The wireless industry changes at the speed of light and so do the attitudes of its customers. Five years ago, amid the intense nervousness of enterprises about adopting pre-standard fast Wi-Fi standards or insecure - Wi-Fi at all - who would have predicted the carefree abandonment with which corporates are now embracing pre-standard 802.11n?
Yet survey after survey indicates that the corporate world is adopting the 100Mbps-plus wireless technology, once assumed to appeal mainly to consumers in the home media networks market, eagerly and casting aside the usual conservatism about systems that are not yet fully standardized.
This in turn indicates how irrelevant traditional standards making processes are becoming, in a world where the need to gain even a slight edge in price/performance, and therefore efficiency and competitive edge, trump the old worries about technology dead ends and long term investment risks. In the enterprise, as in the home, technology is becoming cheap, disposable and something that must be installed today, before the moment is lost.
Survey of 11n uptake in US
The most recent evidence comes from BT North America, which has found that about one-third of enterprises in the region are deploying 11n (and its data was focused on larger companies, once the most paranoid about the potential insecurities and unreliabilities of wireless, at least in the heart of the corporate network rather than remote offices.
The unprecedented level of early adoption of a corporate technology seems to indicate a genuine and urgent need for high speed communications, and the maturity of this sector, moving to mission-critical deployments and in some cases, seeing companies moving to wireless as their primary network rather than a back-up.
All this coincides with a mass shift towards voice/data convergence and integrated wireless communications within the campus and beyond.
However, there is still an element of caution and about half the respondents are prepared to wait for ratification of 802.11n and also, in some cases, for supplementary standards like 802.11r, which will help support enterprise class VoIP, also a key trend.
The main enterprise drivers for WLANs are making employees mobile, increasing collaboration and/or improving productivity, says Greg Taylor, practice lead for BT's WLAN consulting practice. That is often combined with the goal of deploying a secure wireless infrastructure to pre-empt unauthorized WLANs within the enterprise.

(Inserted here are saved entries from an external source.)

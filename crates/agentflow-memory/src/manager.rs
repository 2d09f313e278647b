use crate::store::{InMemoryStore, MemoryStore};
use crate::types::MemoryConfig;
use agentflow_core::{new_id, AgentflowError, AgentflowResult, ExecutionContext};
use async_trait::async_trait;
use parking_lot::RwLock;
use std::collections::HashMap;
use std::sync::Arc;
use tracing::info;

/// Creates and tracks memory stores. The orchestrator asks it for one store per
/// agent.
#[async_trait]
pub trait MemoryManager: Send + Sync {
    async fn create_store(
        &self,
        ctx: &ExecutionContext,
        config: &MemoryConfig,
    ) -> AgentflowResult<Arc<dyn MemoryStore>>;

    async fn get_store(&self, ctx: &ExecutionContext, store_id: &str) -> AgentflowResult<Arc<dyn MemoryStore>>;

    async fn delete_store(&self, ctx: &ExecutionContext, store_id: &str) -> AgentflowResult<()>;

    async fn list_stores(&self, ctx: &ExecutionContext) -> AgentflowResult<Vec<String>>;
}

/// Manager handing out [`InMemoryStore`]s. Supports store types `"default"` and `""`.
#[derive(Default)]
pub struct InMemoryMemoryManager {
    stores: RwLock<HashMap<String, Arc<dyn MemoryStore>>>,
}

impl InMemoryMemoryManager {
    pub fn new() -> Self {
        Self::default()
    }
}

#[async_trait]
impl MemoryManager for InMemoryMemoryManager {
    async fn create_store(
        &self,
        ctx: &ExecutionContext,
        config: &MemoryConfig,
    ) -> AgentflowResult<Arc<dyn MemoryStore>> {
        ctx.check()?;
        match config.store_type.as_str() {
            "" | "default" => {}
            other => {
                return Err(AgentflowError::InvalidConfig(format!(
                    "unsupported memory store type: {other}"
                )))
            }
        }

        let id = new_id();
        let store: Arc<dyn MemoryStore> = Arc::new(InMemoryStore::new(id.clone(), config.size));
        self.stores.write().insert(id.clone(), Arc::clone(&store));
        info!(store = %id, size = config.size, "Created memory store");
        Ok(store)
    }

    async fn get_store(&self, ctx: &ExecutionContext, store_id: &str) -> AgentflowResult<Arc<dyn MemoryStore>> {
        ctx.check()?;
        self.stores
            .read()
            .get(store_id)
            .cloned()
            .ok_or_else(|| AgentflowError::Memory(format!("memory store not found: {store_id}")))
    }

    async fn delete_store(&self, ctx: &ExecutionContext, store_id: &str) -> AgentflowResult<()> {
        ctx.check()?;
        if self.stores.write().remove(store_id).is_none() {
            return Err(AgentflowError::Memory(format!(
                "memory store not found: {store_id}"
            )));
        }
        info!(store = %store_id, "Deleted memory store");
        Ok(())
    }

    async fn list_stores(&self, ctx: &ExecutionContext) -> AgentflowResult<Vec<String>> {
        ctx.check()?;
        let mut ids: Vec<String> = self.stores.read().keys().cloned().collect();
        ids.sort();
        Ok(ids)
    }
}
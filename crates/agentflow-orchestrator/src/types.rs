use agentflow_core::{AgentflowError, AgentflowResult, Params};
use agentflow_knowledge::KnowledgeConfig;
use agentflow_memory::MemoryConfig;
use chrono::{DateTime, Utc};
use serde::{Deserialize, Serialize};
use std::collections::HashMap;

// --- Agent configuration ---

/// Which LLM provider and model an agent talks to.
///
/// An empty `provider` means the agent has no model and conversation tasks
/// answer with a canned reply.
#[derive(Debug, Clone, PartialEq, Serialize, Deserialize)]
pub struct ModelConfig {
    #[serde(default = "default_provider")]
    pub provider: String,
    #[serde(default)]
    pub model: String,
    #[serde(default)]
    pub temperature: Option<f32>,
    #[serde(default)]
    pub max_tokens: Option<u32>,
}

fn default_provider() -> String {
    "echo".to_string()
}

impl Default for ModelConfig {
    fn default() -> Self {
        Self {
            provider: default_provider(),
            model: String::new(),
            temperature: None,
            max_tokens: None,
        }
    }
}

/// Reference to a registered tool, with per-agent settings.
#[derive(Debug, Clone, Default, PartialEq, Serialize, Deserialize)]
pub struct ToolRef {
    pub id: String,
    #[serde(default)]
    pub config: HashMap<String, serde_json::Value>,
}

impl ToolRef {
    pub fn new(id: impl Into<String>) -> Self {
        Self {
            id: id.into(),
            config: HashMap::new(),
        }
    }
}

/// Immutable configuration an agent is created from.
#[derive(Debug, Clone, Default, Serialize, Deserialize)]
pub struct AgentConfig {
    /// Assigned by the manager when absent.
    #[serde(default)]
    pub id: Option<String>,
    pub name: String,
    #[serde(default)]
    pub description: String,
    #[serde(default)]
    pub capabilities: Vec<String>,
    #[serde(default)]
    pub model: ModelConfig,
    #[serde(default)]
    pub tools: Vec<ToolRef>,
    #[serde(default)]
    pub memory: MemoryConfig,
    #[serde(default)]
    pub knowledge: KnowledgeConfig,
}

impl AgentConfig {
    pub fn new(name: impl Into<String>) -> Self {
        Self {
            name: name.into(),
            ..Default::default()
        }
    }

    pub fn with_id(mut self, id: impl Into<String>) -> Self {
        self.id = Some(id.into());
        self
    }

    pub fn with_description(mut self, description: impl Into<String>) -> Self {
        self.description = description.into();
        self
    }

    pub fn with_tool(mut self, id: impl Into<String>) -> Self {
        self.tools.push(ToolRef::new(id));
        self
    }

    pub fn with_model(mut self, model: ModelConfig) -> Self {
        self.model = model;
        self
    }

    pub fn with_knowledge(mut self, knowledge: KnowledgeConfig) -> Self {
        self.knowledge = knowledge;
        self
    }

    pub fn with_memory(mut self, memory: MemoryConfig) -> Self {
        self.memory = memory;
        self
    }

    pub(crate) fn validate(&self) -> AgentflowResult<()> {
        if self.name.trim().is_empty() {
            return Err(AgentflowError::InvalidConfig(
                "agent name must not be empty".to_string(),
            ));
        }
        if let Some(tool) = self.tools.iter().find(|t| t.id.trim().is_empty()) {
            return Err(AgentflowError::InvalidConfig(format!(
                "tool reference with empty id (config: {:?})",
                tool.config
            )));
        }
        Ok(())
    }
}

// --- Agent status ---

/// Lifecycle state of an agent.
#[derive(Debug, Clone, Copy, PartialEq, Eq, Hash, Serialize, Deserialize)]
#[serde(rename_all = "snake_case")]
pub enum AgentState {
    Initialized,
    Ready,
    Running,
    Working,
    Idle,
    Paused,
    Stopped,
    Error,
}

impl AgentState {
    pub fn as_str(&self) -> &'static str {
        match self {
            AgentState::Initialized => "initialized",
            AgentState::Ready => "ready",
            AgentState::Running => "running",
            AgentState::Working => "working",
            AgentState::Idle => "idle",
            AgentState::Paused => "paused",
            AgentState::Stopped => "stopped",
            AgentState::Error => "error",
        }
    }

    /// `stopped` and `error` end an agent's life.
    pub fn is_terminal(&self) -> bool {
        matches!(self, AgentState::Stopped | AgentState::Error)
    }
}

impl std::fmt::Display for AgentState {
    fn fmt(&self, f: &mut std::fmt::Formatter<'_>) -> std::fmt::Result {
        f.write_str(self.as_str())
    }
}

/// Per-agent execution counters.
#[derive(Debug, Clone, Default, PartialEq, Eq, Serialize, Deserialize)]
pub struct ResourceStats {
    pub tasks_completed: u64,
    pub tasks_failed: u64,
    pub tool_calls: u64,
    pub tokens_used: u64,
    pub last_latency_ms: u64,
}

/// Snapshot of an agent's mutable status.
#[derive(Debug, Clone, PartialEq, Eq, Serialize, Deserialize)]
pub struct AgentStatus {
    pub id: String,
    pub state: AgentState,
    pub current_task: Option<String>,
    pub resources: ResourceStats,
}

// --- Tasks ---

/// A unit of work submitted to an agent. Never mutated after enqueue.
#[derive(Debug, Clone, Default, Serialize, Deserialize)]
pub struct Task {
    /// Assigned by the manager when absent.
    #[serde(default)]
    pub id: Option<String>,
    #[serde(rename = "type")]
    pub task_type: String,
    #[serde(default)]
    pub description: String,
    #[serde(default)]
    pub parameters: Params,
    #[serde(default)]
    pub deadline: Option<DateTime<Utc>>,
}

impl Task {
    pub fn new(task_type: impl Into<String>) -> Self {
        Self {
            task_type: task_type.into(),
            ..Default::default()
        }
    }

    pub fn with_id(mut self, id: impl Into<String>) -> Self {
        self.id = Some(id.into());
        self
    }

    pub fn with_description(mut self, description: impl Into<String>) -> Self {
        self.description = description.into();
        self
    }

    pub fn with_param(mut self, key: impl Into<String>, value: impl Into<serde_json::Value>) -> Self {
        self.parameters.insert(key.into(), value.into());
        self
    }

    pub fn with_deadline(mut self, deadline: DateTime<Utc>) -> Self {
        self.deadline = Some(deadline);
        self
    }

    pub fn kind(&self) -> TaskKind {
        TaskKind::parse(&self.task_type)
    }
}

/// Handler selector parsed from [`Task::task_type`].
#[derive(Debug, Clone, PartialEq, Eq)]
pub enum TaskKind {
    Conversation,
    Research,
    Analysis,
    Unknown(String),
}

impl TaskKind {
    pub fn parse(task_type: &str) -> Self {
        match task_type {
            "conversation" => TaskKind::Conversation,
            "research" => TaskKind::Research,
            "analysis" => TaskKind::Analysis,
            other => TaskKind::Unknown(other.to_string()),
        }
    }

    pub fn as_str(&self) -> &str {
        match self {
            TaskKind::Conversation => "conversation",
            TaskKind::Research => "research",
            TaskKind::Analysis => "analysis",
            TaskKind::Unknown(other) => other,
        }
    }
}

/// Task lifecycle state.
///
/// ```text
/// pending -> running -> completed | failed
/// pending | running -> cancelled
/// ```
#[derive(Debug, Clone, Copy, PartialEq, Eq, Hash, Serialize, Deserialize)]
#[serde(rename_all = "snake_case")]
pub enum TaskState {
    Pending,
    Running,
    Completed,
    Failed,
    Cancelled,
}

impl TaskState {
    pub fn as_str(&self) -> &'static str {
        match self {
            TaskState::Pending => "pending",
            TaskState::Running => "running",
            TaskState::Completed => "completed",
            TaskState::Failed => "failed",
            TaskState::Cancelled => "cancelled",
        }
    }

    pub fn is_terminal(&self) -> bool {
        matches!(
            self,
            TaskState::Completed | TaskState::Failed | TaskState::Cancelled
        )
    }

    pub fn can_transition_to(&self, next: TaskState) -> bool {
        matches!(
            (self, next),
            (TaskState::Pending, TaskState::Running)
                | (TaskState::Pending, TaskState::Cancelled)
                | (TaskState::Running, TaskState::Completed)
                | (TaskState::Running, TaskState::Failed)
                | (TaskState::Running, TaskState::Cancelled)
        )
    }
}

impl std::fmt::Display for TaskState {
    fn fmt(&self, f: &mut std::fmt::Formatter<'_>) -> std::fmt::Result {
        f.write_str(self.as_str())
    }
}

/// Output of a successful task.
#[derive(Debug, Clone, PartialEq, Serialize, Deserialize)]
pub struct TaskResult {
    pub data: HashMap<String, serde_json::Value>,
    #[serde(default)]
    pub metadata: HashMap<String, serde_json::Value>,
    pub timestamp: DateTime<Utc>,
}

impl TaskResult {
    pub fn new(data: HashMap<String, serde_json::Value>) -> Self {
        Self {
            data,
            metadata: HashMap::new(),
            timestamp: Utc::now(),
        }
    }

    pub fn with_metadata(mut self, key: impl Into<String>, value: impl Into<serde_json::Value>) -> Self {
        self.metadata.insert(key.into(), value.into());
        self
    }

    /// `tokens_used` from the metadata, zero when absent.
    pub fn tokens_used(&self) -> u64 {
        self.metadata
            .get("tokens_used")
            .and_then(serde_json::Value::as_u64)
            .unwrap_or(0)
    }
}

/// Why a task failed: the error's stable code plus its message.
#[derive(Debug, Clone, PartialEq, Eq, Serialize, Deserialize)]
pub struct TaskFailure {
    pub code: String,
    pub message: String,
}

impl From<&AgentflowError> for TaskFailure {
    fn from(err: &AgentflowError) -> Self {
        Self {
            code: err.code().to_string(),
            message: err.to_string(),
        }
    }
}

impl std::fmt::Display for TaskFailure {
    fn fmt(&self, f: &mut std::fmt::Formatter<'_>) -> std::fmt::Result {
        f.write_str(&self.message)
    }
}

/// Observable status of a task.
#[derive(Debug, Clone, PartialEq, Serialize, Deserialize)]
pub struct TaskStatus {
    pub id: String,
    pub agent_id: String,
    pub state: TaskState,
    /// In `[0, 1]`.
    pub progress: f32,
    /// Only set when `completed`.
    pub result: Option<TaskResult>,
    /// Only set when `failed`.
    pub error: Option<TaskFailure>,
    pub start_time: DateTime<Utc>,
    pub end_time: Option<DateTime<Utc>>,
}

impl TaskStatus {
    pub fn pending(id: impl Into<String>, agent_id: impl Into<String>) -> Self {
        Self {
            id: id.into(),
            agent_id: agent_id.into(),
            state: TaskState::Pending,
            progress: 0.0,
            result: None,
            error: None,
            start_time: Utc::now(),
            end_time: None,
        }
    }
}

// --- Runtime configuration ---

/// Tunables for the engine. Every field has a serde default.
#[derive(Debug, Clone, PartialEq, Eq, Serialize, Deserialize)]
pub struct RuntimeConfig {
    /// Bounded task queue per agent.
    #[serde(default = "default_queue_capacity")]
    pub queue_capacity: usize,
    /// Worker tasks per agent.
    #[serde(default = "default_max_concurrent")]
    pub max_concurrent: usize,
    /// Bounded event channel per agent.
    #[serde(default = "default_event_capacity")]
    pub event_capacity: usize,
    #[serde(default = "default_memory_writer_workers")]
    pub memory_writer_workers: usize,
    #[serde(default = "default_memory_writer_capacity")]
    pub memory_writer_capacity: usize,
    /// How long `destroy_agent` waits for in-flight work.
    #[serde(default = "default_shutdown_timeout_ms")]
    pub shutdown_timeout_ms: u64,
}

fn default_queue_capacity() -> usize {
    10
}
fn default_max_concurrent() -> usize {
    1
}
fn default_event_capacity() -> usize {
    100
}
fn default_memory_writer_workers() -> usize {
    2
}
fn default_memory_writer_capacity() -> usize {
    64
}
fn default_shutdown_timeout_ms() -> u64 {
    5000
}

impl Default for RuntimeConfig {
    fn default() -> Self {
        Self {
            queue_capacity: default_queue_capacity(),
            max_concurrent: default_max_concurrent(),
            event_capacity: default_event_capacity(),
            memory_writer_workers: default_memory_writer_workers(),
            memory_writer_capacity: default_memory_writer_capacity(),
            shutdown_timeout_ms: default_shutdown_timeout_ms(),
        }
    }
}

impl RuntimeConfig {
    pub fn validate(&self) -> AgentflowResult<()> {
        let checks = [
            ("queue_capacity", self.queue_capacity),
            ("max_concurrent", self.max_concurrent),
            ("event_capacity", self.event_capacity),
            ("memory_writer_workers", self.memory_writer_workers),
            ("memory_writer_capacity", self.memory_writer_capacity),
        ];
        for (name, value) in checks {
            if value == 0 {
                return Err(AgentflowError::InvalidConfig(format!(
                    "{name} must be greater than zero"
                )));
            }
        }
        Ok(())
    }

    pub fn shutdown_timeout(&self) -> std::time::Duration {
        std::time::Duration::from_millis(self.shutdown_timeout_ms)
    }
}
use crate::agent::Agent;
use crate::events::{EventBus, EventChannel, EventKind, EventSubscription};
use crate::memory_writer::{MemoryWriteFailure, MemoryWriter};
use crate::runtime::{Runtime, RuntimeParts};
use crate::tasks::TaskTable;
use crate::types::{AgentConfig, AgentState, AgentStatus, RuntimeConfig, Task, TaskStatus};
use agentflow_core::{new_id, AgentflowError, AgentflowResult, ExecutionContext};
use agentflow_knowledge::{InMemoryKnowledgeBase, KnowledgeBase};
use agentflow_llm::{EchoProvider, LlmProvider, LlmService};
use agentflow_memory::{InMemoryMemoryManager, MemoryManager};
use agentflow_tools::{register_builtins, Tool, ToolManager};
use parking_lot::RwLock;
use serde_json::json;
use std::collections::HashMap;
use std::sync::Arc;
use tokio_util::sync::CancellationToken;
use tracing::{info, warn};

/// The collaborators every agent draws from.
#[derive(Clone)]
pub struct Collaborators {
    /// Tools agents may reference by ID.
    pub tools: Arc<ToolManager>,
    /// Creates one memory store per agent.
    pub memory: Arc<dyn MemoryManager>,
    /// Creates one knowledge context per agent.
    pub knowledge: Arc<dyn KnowledgeBase>,
    /// LLM providers, selected by `ModelConfig::provider`.
    pub llm: Arc<LlmService>,
}

impl Collaborators {
    /// In-process collaborators: built-in tools, in-memory stores and the echo
    /// LLM provider.
    pub fn in_memory() -> AgentflowResult<Self> {
        let tools = ToolManager::new();
        register_builtins(&tools)?;
        let llm = LlmService::new();
        llm.register(Arc::new(EchoProvider::new()))?;
        Ok(Self {
            tools: Arc::new(tools),
            memory: Arc::new(InMemoryMemoryManager::new()),
            knowledge: Arc::new(InMemoryKnowledgeBase::default()),
            llm: Arc::new(llm),
        })
    }
}

struct AgentEntry {
    agent: Agent,
    runtime: Arc<Runtime>,
}

/// Creates and destroys agents, routes tasks to their runtimes and exposes
/// task status, agent status and per-agent event streams.
///
/// Construct inside a Tokio runtime: the background memory writer is spawned
/// immediately.
pub struct AgentManager {
    config: RuntimeConfig,
    collaborators: Collaborators,
    agents: RwLock<HashMap<String, AgentEntry>>,
    tasks: Arc<TaskTable>,
    events: EventBus,
    memory_writer: Arc<MemoryWriter>,
    shutdown: CancellationToken,
}

impl AgentManager {
    /// Manager with the default [`RuntimeConfig`].
    ///
    /// # Panics
    ///
    /// Panics when called outside a Tokio runtime; use [`Self::with_config`]
    /// to get an error instead.
    pub fn new(collaborators: Collaborators) -> Self {
        Self::build(RuntimeConfig::default(), collaborators)
    }

    /// Fails with `InvalidConfig` for an invalid `config` or when no Tokio
    /// runtime is running.
    pub fn with_config(config: RuntimeConfig, collaborators: Collaborators) -> AgentflowResult<Self> {
        config.validate()?;
        tokio::runtime::Handle::try_current().map_err(|_| {
            AgentflowError::InvalidConfig("agent manager requires a Tokio runtime".to_string())
        })?;
        Ok(Self::build(config, collaborators))
    }

    fn build(config: RuntimeConfig, collaborators: Collaborators) -> Self {
        let memory_writer =
            MemoryWriter::start(config.memory_writer_workers, config.memory_writer_capacity);
        Self {
            config,
            collaborators,
            agents: RwLock::new(HashMap::new()),
            tasks: Arc::new(TaskTable::new()),
            events: EventBus::new(),
            memory_writer,
            shutdown: CancellationToken::new(),
        }
    }

    pub fn config(&self) -> &RuntimeConfig {
        &self.config
    }

    pub fn collaborators(&self) -> &Collaborators {
        &self.collaborators
    }

    // --- Agent lifecycle ---

    /// Create, initialize and start an agent.
    ///
    /// Fails with `InvalidConfig` for an empty name or a duplicate ID,
    /// `ToolNotFound` for an unresolvable tool reference, and propagates
    /// memory and knowledge collaborator errors.
    pub async fn create_agent(&self, config: AgentConfig) -> AgentflowResult<Agent> {
        config.validate()?;
        let id = config
            .id
            .clone()
            .filter(|id| !id.is_empty())
            .unwrap_or_else(new_id);
        if self.agents.read().contains_key(&id) {
            return Err(AgentflowError::InvalidConfig(format!(
                "agent already exists: {id}"
            )));
        }

        let tools = config
            .tools
            .iter()
            .map(|r| self.collaborators.tools.resolve(&r.id))
            .collect::<AgentflowResult<Vec<Arc<dyn Tool>>>>()?;
        let llm = self.resolve_llm(&config)?;

        let ctx = ExecutionContext::background();
        let memory = self
            .collaborators
            .memory
            .create_store(&ctx, &config.memory)
            .await?;
        let knowledge = match self
            .collaborators
            .knowledge
            .create_context(&ctx, &config.knowledge)
            .await
        {
            Ok(knowledge) => knowledge,
            Err(e) => {
                self.release_store(memory.id()).await;
                return Err(e);
            }
        };

        let agent = Agent::new(id.clone(), config);
        let channel = EventChannel::new(id.clone(), self.config.event_capacity);
        let runtime = Runtime::new(RuntimeParts {
            agent: agent.clone(),
            tools,
            memory,
            knowledge,
            llm,
            events: Arc::clone(&channel),
            tasks: Arc::clone(&self.tasks),
            memory_writer: Arc::clone(&self.memory_writer),
            config: self.config.clone(),
            parent: self.shutdown.clone(),
        });
        runtime.initialize();

        let store_id = runtime.memory().id().to_string();
        let inserted = {
            let mut agents = self.agents.write();
            if agents.contains_key(&id) {
                false
            } else {
                runtime.start();
                agents.insert(
                    id.clone(),
                    AgentEntry {
                        agent: agent.clone(),
                        runtime,
                    },
                );
                true
            }
        };
        if !inserted {
            // Lost a race against a concurrent create with the same ID.
            self.release_store(&store_id).await;
            return Err(AgentflowError::InvalidConfig(format!(
                "agent already exists: {id}"
            )));
        }
        self.events.register(channel);
        self.events.emit(
            &id,
            EventKind::AgentCreated,
            json!({ "agent_id": id, "name": agent.name() }),
        );
        info!(agent_id = %id, name = %agent.name(), "Agent created");
        Ok(agent)
    }

    fn resolve_llm(&self, config: &AgentConfig) -> AgentflowResult<Option<Arc<dyn LlmProvider>>> {
        let provider = config.model.provider.as_str();
        if provider.is_empty() {
            return Ok(None);
        }
        self.collaborators
            .llm
            .get(provider)
            .map(Some)
            .map_err(|_| AgentflowError::InvalidConfig(format!("unknown llm provider: {provider}")))
    }

    async fn release_store(&self, store_id: &str) {
        let ctx = ExecutionContext::background();
        if let Err(e) = self.collaborators.memory.delete_store(&ctx, store_id).await {
            warn!(store = %store_id, error = %e, "Failed to release memory store");
        }
    }

    /// Stop an agent and forget it. A second call returns `AgentNotFound`.
    pub async fn destroy_agent(&self, agent_id: &str) -> AgentflowResult<()> {
        let entry = self
            .agents
            .write()
            .remove(agent_id)
            .ok_or_else(|| AgentflowError::AgentNotFound(agent_id.to_string()))?;

        entry.runtime.stop(self.config.shutdown_timeout()).await;
        entry.agent.set_state(AgentState::Stopped);
        self.events
            .emit(agent_id, EventKind::AgentStopped, json!({ "agent_id": agent_id }));
        self.events.close(agent_id);
        self.release_store(entry.runtime.memory().id()).await;
        info!(agent_id = %agent_id, "Agent destroyed");
        Ok(())
    }

    /// Mark an agent paused. Queued and in-flight tasks are unaffected.
    pub fn pause_agent(&self, agent_id: &str) -> AgentflowResult<()> {
        let agent = self.agent(agent_id)?;
        agent.set_state(AgentState::Paused);
        self.events
            .emit(agent_id, EventKind::AgentPaused, json!({ "agent_id": agent_id }));
        info!(agent_id = %agent_id, "Agent paused");
        Ok(())
    }

    pub fn resume_agent(&self, agent_id: &str) -> AgentflowResult<()> {
        let agent = self.agent(agent_id)?;
        agent.set_state(AgentState::Running);
        self.events
            .emit(agent_id, EventKind::AgentResumed, json!({ "agent_id": agent_id }));
        info!(agent_id = %agent_id, "Agent resumed");
        Ok(())
    }

    // --- Tasks ---

    /// Record a task as pending and enqueue it without blocking. Returns the
    /// task ID. A rejected enqueue leaves no status record behind.
    pub fn assign_task(&self, agent_id: &str, task: Task) -> AgentflowResult<String> {
        let runtime = self
            .agents
            .read()
            .get(agent_id)
            .map(|e| Arc::clone(&e.runtime))
            .ok_or_else(|| AgentflowError::AgentNotFound(agent_id.to_string()))?;

        let task_id = task
            .id
            .clone()
            .filter(|id| !id.is_empty())
            .unwrap_or_else(new_id);
        self.tasks.insert_pending(&task_id, agent_id)?;

        if let Err(e) = runtime.enqueue(task_id.clone(), task) {
            self.tasks.remove(&task_id);
            warn!(agent_id = %agent_id, task_id = %task_id, error = %e, "Task rejected");
            return Err(e);
        }
        Ok(task_id)
    }

    /// Cancel a pending or running task. Cancelling a finished task is a no-op.
    pub fn cancel_task(&self, task_id: &str) -> AgentflowResult<()> {
        if let Some(agent_id) = self.tasks.cancel(task_id)? {
            self.events.emit(
                &agent_id,
                EventKind::TaskCancelled,
                json!({ "task_id": task_id }),
            );
            info!(agent_id = %agent_id, task_id = %task_id, "Task cancelled");
        }
        Ok(())
    }

    pub fn get_task_status(&self, task_id: &str) -> AgentflowResult<TaskStatus> {
        self.tasks
            .get(task_id)
            .ok_or_else(|| AgentflowError::TaskNotFound(task_id.to_string()))
    }

    /// Tasks of an agent, oldest first. Works for destroyed agents too.
    pub fn list_tasks(&self, agent_id: &str) -> Vec<TaskStatus> {
        self.tasks.list_for_agent(agent_id)
    }

    // --- Status and events ---

    pub fn get_agent_status(&self, agent_id: &str) -> AgentflowResult<AgentStatus> {
        Ok(self.agent(agent_id)?.status())
    }

    pub fn get_agent(&self, agent_id: &str) -> AgentflowResult<Agent> {
        self.agent(agent_id)
    }

    /// Status of every live agent, sorted by ID.
    pub fn list_agents(&self) -> Vec<AgentStatus> {
        let mut agents: Vec<AgentStatus> = self
            .agents
            .read()
            .values()
            .map(|e| e.agent.status())
            .collect();
        agents.sort_by(|a, b| a.id.cmp(&b.id));
        agents
    }

    /// Receive side of the agent's event channel. One subscriber at a time.
    pub fn subscribe_to_events(&self, agent_id: &str) -> AgentflowResult<EventSubscription> {
        self.events.subscribe(agent_id)
    }

    /// Events dropped because the agent's channel was full.
    pub fn dropped_events(&self, agent_id: &str) -> AgentflowResult<u64> {
        self.events.dropped(agent_id)
    }

    /// Background memory writes that failed since the last call.
    pub fn memory_write_failures(&self) -> Vec<MemoryWriteFailure> {
        self.memory_writer.take_failures()
    }

    /// Destroy every agent and drain the memory writer.
    pub async fn shutdown(&self) {
        let ids: Vec<String> = self.agents.read().keys().cloned().collect();
        for id in ids {
            if let Err(e) = self.destroy_agent(&id).await {
                warn!(agent_id = %id, error = %e, "Destroy during shutdown failed");
            }
        }
        self.memory_writer
            .shutdown(self.config.shutdown_timeout())
            .await;
        self.shutdown.cancel();
        info!("Agent manager shut down");
    }

    fn agent(&self, agent_id: &str) -> AgentflowResult<Agent> {
        self.agents
            .read()
            .get(agent_id)
            .map(|e| e.agent.clone())
            .ok_or_else(|| AgentflowError::AgentNotFound(agent_id.to_string()))
    }
}

impl Drop for AgentManager {
    fn drop(&mut self) {
        for entry in self.agents.read().values() {
            entry.runtime.close_queue();
        }
        self.shutdown.cancel();
    }
}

One of the reasons for the greater confidence this time around is the level of security that 11n brings from day one, and the move of corporate towards second or third generation WLAN designs, embracing features like secure, controlled guest access, or centralized management and intrusion prevention.
11r and 11k
Despite the high interest in wireless VoIP, there is still a high degree of caution, which is why 802.11r may prove important. BT consultants see many trials, with mobile VoIP phones, but relatively few of them are moving yet to full-scale deployments. 802.11r was finally ratified last month and allows for fast hand-off. Also known as Fast Basic Service Set Transition, it allows the network to establish a security and QoS state for the device at the new access point, before it roams between the two, so the transition can take place in less than 50ms - the standard required for voice roaming.
This means VoIP can now be implemented with full security - one way round the problem has been to run VoIP on a separate VLAN with lower encryption levels - though it may be bad news for companies that have sold proprietary extensions, at a high premium, to support VoIP class networking on 802.11a/b/g (such as Meru and Extricom).
IEEE 802.11r could open up a bottleneck in enterprise Wi-Fi VoIP installations, and should allow VoIP certification to move ahead. So far, the Wi-Fi Alliance’s VoIP certification, launched in June, is limited to personal systems, and has not had much sign-up, but an enterprise version is expected with 11r support next year.
Another recently ratified Wi-Fi add-on standard is 802.11k for radio resource measurement/management although some analysts say the problem this addresses has already been solved in other ways - an increasingly common issue as the wireless standards processes fall further and further behind the speed needed for market change and adoption.
802.11k detects whether a given access point is loaded to its full capacity and redirects the client association to an AP with more capacity, making more efficient use of overall network resources. Products like Meru’s already support this, although they do come at a premium price.